Praxbind was granted Breakthrough Therapy designation, the application received Priority Review and it was approved under an Accelerated Approval Pathway. The application included data from healthy volunteers as well as results from an interim analysis of the RE-VERSE AD trial (NCT02104947). In the studies, the reversal effects of idarucizumab were evident immediately, within minutes after administration of 5 grams of idarucizumab. No procoagulant effect was observed after the administration of idarucizumab. There are serious risks to consider when treating patients with idarucizumab, including warnings and precautions for thromboembolic risk, re-elevation of coagulation parameters, hypersensitivity reactions and risks of serious adverse reactions in patients with hereditary fructose intolerance due to sorbitol excipient. The most frequently reported adverse reactions (at least 5%) in idarucizumab-treated healthy volunteers was headache, and in the Phase III RE-VERSE AD study were hypokalaemia, delirium, constipation, pyrexia and pneumonia.

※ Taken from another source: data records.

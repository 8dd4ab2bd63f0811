use super::config::ScoringConfig;
use crate::workflows::plots::{Indicator, IndicatorValues, PlotRecord};
use serde::Serialize;

/// Scaled value assigned to every row of a column whose readings are all equal.
pub const CONSTANT_COLUMN_FALLBACK: f64 = 0.5;

/// Observed range of one indicator across the whole table.
#[derive(Debug, Clone, Copy, PartialEq, Serialize)]
pub struct ColumnRange {
    pub min: f64,
    pub max: f64,
}

impl ColumnRange {
    pub fn is_constant(&self) -> bool {
        self.max <= self.min
    }

    /// Min-max scaling into `[0, 1]`.
    ///
    /// Both terms are halved before subtracting so columns spanning most of
    /// the `f64` range do not overflow to infinity.
    pub fn scale(&self, value: f64) -> f64 {
        if self.is_constant() {
            return CONSTANT_COLUMN_FALLBACK;
        }
        let half_span = self.max / 2.0 - self.min / 2.0;
        if half_span <= 0.0 || !half_span.is_finite() {
            return CONSTANT_COLUMN_FALLBACK;
        }
        let scaled = (value / 2.0 - self.min / 2.0) / half_span;
        if scaled.is_nan() {
            return CONSTANT_COLUMN_FALLBACK;
        }
        scaled.clamp(0.0, 1.0)
    }
}

#[derive(Debug, Clone, Copy, PartialEq, Serialize)]
pub struct IndicatorRanges {
    pub biomass: ColumnRange,
    pub shrub_cover: ColumnRange,
    pub grazing_pressure: ColumnRange,
    pub woody_count: ColumnRange,
}

impl IndicatorRanges {
    /// `None` when there are no records to take a range over.
    pub(crate) fn from_records(records: &[PlotRecord]) -> Option<Self> {
        Some(Self {
            biomass: column_range(records, Indicator::Biomass)?,
            shrub_cover: column_range(records, Indicator::ShrubCover)?,
            grazing_pressure: column_range(records, Indicator::GrazingPressure)?,
            woody_count: column_range(records, Indicator::WoodyCount)?,
        })
    }

    pub fn get(&self, indicator: Indicator) -> ColumnRange {
        match indicator {
            Indicator::Biomass => self.biomass,
            Indicator::ShrubCover => self.shrub_cover,
            Indicator::GrazingPressure => self.grazing_pressure,
            Indicator::WoodyCount => self.woody_count,
        }
    }
}

fn column_range(records: &[PlotRecord], indicator: Indicator) -> Option<ColumnRange> {
    let mut values = records
        .iter()
        .map(|record| record.indicators.get(indicator));
    let first = values.next()?;
    let (min, max) = values.fold((first, first), |(min, max), value| {
        (min.min(value), max.max(value))
    });
    Some(ColumnRange { min, max })
}

pub(crate) fn scale_record(record: &PlotRecord, ranges: &IndicatorRanges) -> IndicatorValues {
    IndicatorValues::from_fn(|indicator| {
        ranges
            .get(indicator)
            .scale(record.indicators.get(indicator))
    })
}

/// Scaled values turned so that 1.0 always favours grazing.
pub(crate) fn orient_record(scaled: &IndicatorValues, config: &ScoringConfig) -> IndicatorValues {
    IndicatorValues::from_fn(|indicator| {
        config
            .weight(indicator)
            .polarity
            .orient(scaled.get(indicator))
    })
}

pub(crate) fn combine(oriented: &IndicatorValues, config: &ScoringConfig) -> f64 {
    let score: f64 = Indicator::ALL
        .iter()
        .map(|indicator| config.weight(*indicator).weight * oriented.get(*indicator))
        .sum();
    score.clamp(0.0, 1.0)
}

#[cfg(test)]
mod tests {
    use super::*;
    use crate::workflows::plots::PlotId;

    fn record(id: &str, biomass: f64) -> PlotRecord {
        PlotRecord {
            plot_id: PlotId::from(id),
            row: 1,
            indicators: IndicatorValues {
                biomass,
                shrub_pct: 10.0,
                grazing_pressure: 4.0,
                woody_count: 2.0,
            },
            location: None,
        }
    }

    #[test]
    fn range_spans_whole_column() {
        let records = vec![record("a", 12.0), record("b", -3.0), record("c", 40.0)];
        let ranges = IndicatorRanges::from_records(&records).expect("ranges");
        assert_eq!(ranges.biomass, ColumnRange { min: -3.0, max: 40.0 });
        assert!(ranges.shrub_cover.is_constant());
    }

    #[test]
    fn no_records_yield_no_ranges() {
        assert!(IndicatorRanges::from_records(&[]).is_none());
    }

    #[test]
    fn scale_maps_endpoints_and_is_monotonic() {
        let range = ColumnRange {
            min: 10.0,
            max: 30.0,
        };
        assert_eq!(range.scale(10.0), 0.0);
        assert_eq!(range.scale(30.0), 1.0);
        assert_eq!(range.scale(20.0), 0.5);

        let mut previous = range.scale(10.0);
        for step in 1..=20 {
            let current = range.scale(10.0 + step as f64);
            assert!(current >= previous);
            assert!((0.0..=1.0).contains(&current));
            previous = current;
        }
    }

    #[test]
    fn constant_column_uses_fallback() {
        let range = ColumnRange { min: 7.0, max: 7.0 };
        assert_eq!(range.scale(7.0), CONSTANT_COLUMN_FALLBACK);
        assert!(!range.scale(7.0).is_nan());
    }

    #[test]
    fn scale_survives_columns_spanning_the_f64_range() {
        let range = ColumnRange {
            min: -1e308,
            max: 1e308,
        };
        assert_eq!(range.scale(-1e308), 0.0);
        assert_eq!(range.scale(1e308), 1.0);
        assert_eq!(range.scale(0.0), 0.5);
        assert!(!range.scale(f64::MAX).is_nan());
    }

    #[test]
    fn orient_flips_only_inverse_indicators() {
        let scaled = IndicatorValues {
            biomass: 0.25,
            shrub_pct: 0.25,
            grazing_pressure: 1.0,
            woody_count: 0.0,
        };
        let oriented = orient_record(&scaled, &ScoringConfig::inverted_pressures());
        assert_eq!(oriented.biomass, 0.25);
        assert_eq!(oriented.shrub_pct, 0.75);
        assert_eq!(oriented.grazing_pressure, 0.0);
        assert_eq!(oriented.woody_count, 1.0);
        assert_eq!(orient_record(&scaled, &ScoringConfig::default()), scaled);
    }

    #[test]
    fn combine_weights_oriented_values() {
        let scaled = IndicatorValues {
            biomass: 1.0,
            shrub_pct: 0.0,
            grazing_pressure: 0.5,
            woody_count: 0.25,
        };
        let direct = ScoringConfig::default();
        let direct = combine(&orient_record(&scaled, &direct), &direct);
        assert!((direct - (0.4 + 0.0 + 0.1 + 0.05)).abs() < 1e-12);

        let inverted = ScoringConfig::inverted_pressures();
        let inverted = combine(&orient_record(&scaled, &inverted), &inverted);
        assert!((inverted - (0.4 + 0.2 + 0.1 + 0.15)).abs() < 1e-12);
    }
}
use std::io::Read;
use std::sync::Arc;

use chrono::Utc;
use rand::Rng;
use tracing::info;

use super::repository::{SessionId, SessionRecord, SessionStore, StoreError};
use crate::workflows::plots::{PlotId, PlotImportError, PlotImporter};
use crate::workflows::recommendation::{
    Language, Recommendation, RecommendationError, RecommendationRequest, Recommender,
};
use crate::workflows::scoring::{
    ExportError, ExportView, ScoredPlot, ScoringError, SuitabilityScorer, UnknownExportView,
};

/// Session-scoped analysis: extraction, scoring and the views built on top.
pub struct AnalysisService<S, R> {
    store: Arc<S>,
    recommender: Arc<R>,
    scorer: Arc<SuitabilityScorer>,
}

/// 128 random bits from the thread-local CSPRNG, so one client cannot
/// reach another's session by guessing its id.
fn next_session_id() -> SessionId {
    let token: u128 = rand::thread_rng().gen();
    SessionId(format!("session-{token:032x}"))
}

impl<S, R> AnalysisService<S, R>
where
    S: SessionStore + 'static,
    R: Recommender + 'static,
{
    pub fn new(store: Arc<S>, recommender: Arc<R>, scorer: SuitabilityScorer) -> Self {
        Self {
            store,
            recommender,
            scorer: Arc::new(scorer),
        }
    }

    pub fn scorer(&self) -> &SuitabilityScorer {
        &self.scorer
    }

    /// Extract and score an upload, opening a new session for the result.
    /// Nothing is stored when extraction or scoring fails.
    pub fn upload<U: Read>(
        &self,
        upload: U,
        source_name: Option<String>,
    ) -> Result<SessionRecord, AnalysisError> {
        let table = PlotImporter::from_reader(upload)?;
        let scored = self.scorer.score(&table)?;

        let record = SessionRecord {
            id: next_session_id(),
            created_at: Utc::now(),
            source_name,
            table: Arc::new(scored),
        };
        self.store.insert(record.clone())?;

        info!(
            session_id = %record.id,
            plots = record.table.len(),
            "plot upload scored"
        );
        Ok(record)
    }

    pub fn session(&self, session_id: &SessionId) -> Result<SessionRecord, AnalysisError> {
        self.store
            .fetch(session_id)?
            .ok_or_else(|| AnalysisError::SessionNotFound(session_id.clone()))
    }

    pub fn plot(
        &self,
        session_id: &SessionId,
        plot_id: &PlotId,
    ) -> Result<ScoredPlot, AnalysisError> {
        let session = self.session(session_id)?;
        session
            .table
            .get(plot_id)
            .cloned()
            .ok_or_else(|| AnalysisError::PlotNotFound {
                session_id: session_id.clone(),
                plot_id: plot_id.clone(),
            })
    }

    pub fn recommend(
        &self,
        session_id: &SessionId,
        plot_id: &PlotId,
        language: Language,
    ) -> Result<Recommendation, AnalysisError> {
        let plot = self.plot(session_id, plot_id)?;
        let request = RecommendationRequest::from(&plot);
        let recommendation = self.recommender.recommend(&request, language)?;
        Ok(recommendation)
    }

    pub fn export(
        &self,
        session_id: &SessionId,
        view: ExportView,
    ) -> Result<Vec<u8>, AnalysisError> {
        let session = self.session(session_id)?;
        let bytes = session.table.to_csv(view)?;
        Ok(bytes)
    }

    /// Drop a session and its table.
    pub fn close(&self, session_id: &SessionId) -> Result<(), AnalysisError> {
        if self.store.remove(session_id)? {
            info!(session_id = %session_id, "session closed");
            Ok(())
        } else {
            Err(AnalysisError::SessionNotFound(session_id.clone()))
        }
    }
}

#[derive(Debug, thiserror::Error)]
pub enum AnalysisError {
    #[error(transparent)]
    Import(#[from] PlotImportError),
    #[error(transparent)]
    Scoring(#[from] ScoringError),
    #[error(transparent)]
    Recommendation(#[from] RecommendationError),
    #[error(transparent)]
    Export(#[from] ExportError),
    #[error(transparent)]
    View(#[from] UnknownExportView),
    #[error(transparent)]
    Store(#[from] StoreError),
    #[error("session '{0}' not found")]
    SessionNotFound(SessionId),
    #[error("plot '{plot_id}' not found in session '{session_id}'")]
    PlotNotFound {
        session_id: SessionId,
        plot_id: PlotId,
    },
}
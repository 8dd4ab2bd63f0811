use grazing_gss::workflows::recommendation::Language;
use grazing_gss::workflows::scoring::ExportView;
use metrics_exporter_prometheus::PrometheusHandle;
use std::sync::atomic::AtomicBool;
use std::sync::Arc;

#[derive(Clone)]
pub(crate) struct AppState {
    pub(crate) readiness: Arc<AtomicBool>,
    pub(crate) metrics: Arc<PrometheusHandle>,
}

pub(crate) fn parse_export_view(raw: &str) -> Result<ExportView, String> {
    raw.parse::<ExportView>().map_err(|err| err.to_string())
}

pub(crate) fn parse_language(raw: &str) -> Result<Language, String> {
    raw.parse::<Language>().map_err(|err| err.to_string())
}
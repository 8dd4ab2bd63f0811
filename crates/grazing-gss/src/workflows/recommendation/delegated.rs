use super::{
    Language, Recommendation, RecommendationError, RecommendationRequest, RecommendationSource,
    Recommender, TemplateRecommender,
};
use crate::workflows::plots::Indicator;
use std::fmt::Write as _;
use std::sync::Arc;
use tracing::warn;

/// External text-generation collaborator (e.g. a hosted language model).
/// Timeouts and retries belong to the implementation.
pub trait TextGenerator: Send + Sync {
    fn generate(&self, prompt: &str) -> Result<String, GenerationError>;
}

#[derive(Debug, thiserror::Error)]
pub enum GenerationError {
    #[error("text generator unavailable: {0}")]
    Unavailable(String),
    #[error("text generator returned an empty response")]
    EmptyResponse,
}

/// Recommender that asks a [`TextGenerator`] for the advice text.
pub struct DelegatedRecommender<G> {
    generator: Arc<G>,
    fallback: Option<TemplateRecommender>,
}

impl<G> DelegatedRecommender<G>
where
    G: TextGenerator,
{
    pub fn new(generator: Arc<G>) -> Self {
        Self {
            generator,
            fallback: None,
        }
    }

    /// Answer from the fixed templates when the generator fails.
    pub fn with_template_fallback(mut self) -> Self {
        self.fallback = Some(TemplateRecommender);
        self
    }

    fn generate(&self, prompt: &str) -> Result<String, GenerationError> {
        let text = self.generator.generate(prompt)?;
        let trimmed = text.trim();
        if trimmed.is_empty() {
            return Err(GenerationError::EmptyResponse);
        }
        Ok(trimmed.to_string())
    }
}

impl<G> Recommender for DelegatedRecommender<G>
where
    G: TextGenerator,
{
    fn recommend(
        &self,
        request: &RecommendationRequest,
        language: Language,
    ) -> Result<Recommendation, RecommendationError> {
        let prompt = build_prompt(request, language);

        match self.generate(&prompt) {
            Ok(text) => Ok(Recommendation {
                plot_id: request.plot_id.clone(),
                language,
                score: request.score,
                diagnosis: request.diagnosis.label,
                text,
                source: RecommendationSource::Generated,
            }),
            Err(error) => match &self.fallback {
                Some(fallback) => {
                    warn!(plot_id = %request.plot_id, %error, "text generation failed; using template");
                    fallback.recommend(request, language)
                }
                None => Err(error.into()),
            },
        }
    }
}

pub(crate) fn build_prompt(request: &RecommendationRequest, language: Language) -> String {
    let mut prompt = format!(
        "You are advising a pastoralist on rangeland grazing. Reply in {} with two or three short sentences.\n",
        language.label()
    );
    let _ = writeln!(prompt, "Plot: {}", request.plot_id);
    for indicator in Indicator::ALL {
        let _ = writeln!(
            prompt,
            "- {}: {} (scaled {:.2})",
            indicator.label(),
            request.raw.get(indicator),
            request.scaled.get(indicator)
        );
    }
    let _ = writeln!(prompt, "Grazing suitability score: {:.2} of 1.00", request.score);
    let _ = write!(prompt, "Diagnosis: {}", request.diagnosis.summary());
    prompt
}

Comment: RE-VERSE AD, a global study investigating idarucizumab in actual clinical settings, is the only trial to examine patients being treated with dabigatran who are in need of emergency intervention or experience an uncontrolled or life-threatening bleeding event. Boehringer Ingelheim has had to settle 4,000 lawsuits in the US filed over claims about the extent of bleeding risks associated with dabigatran. The company has consistently backed the drug's positive benefit-risk profile, when used as directed, as has the FDA.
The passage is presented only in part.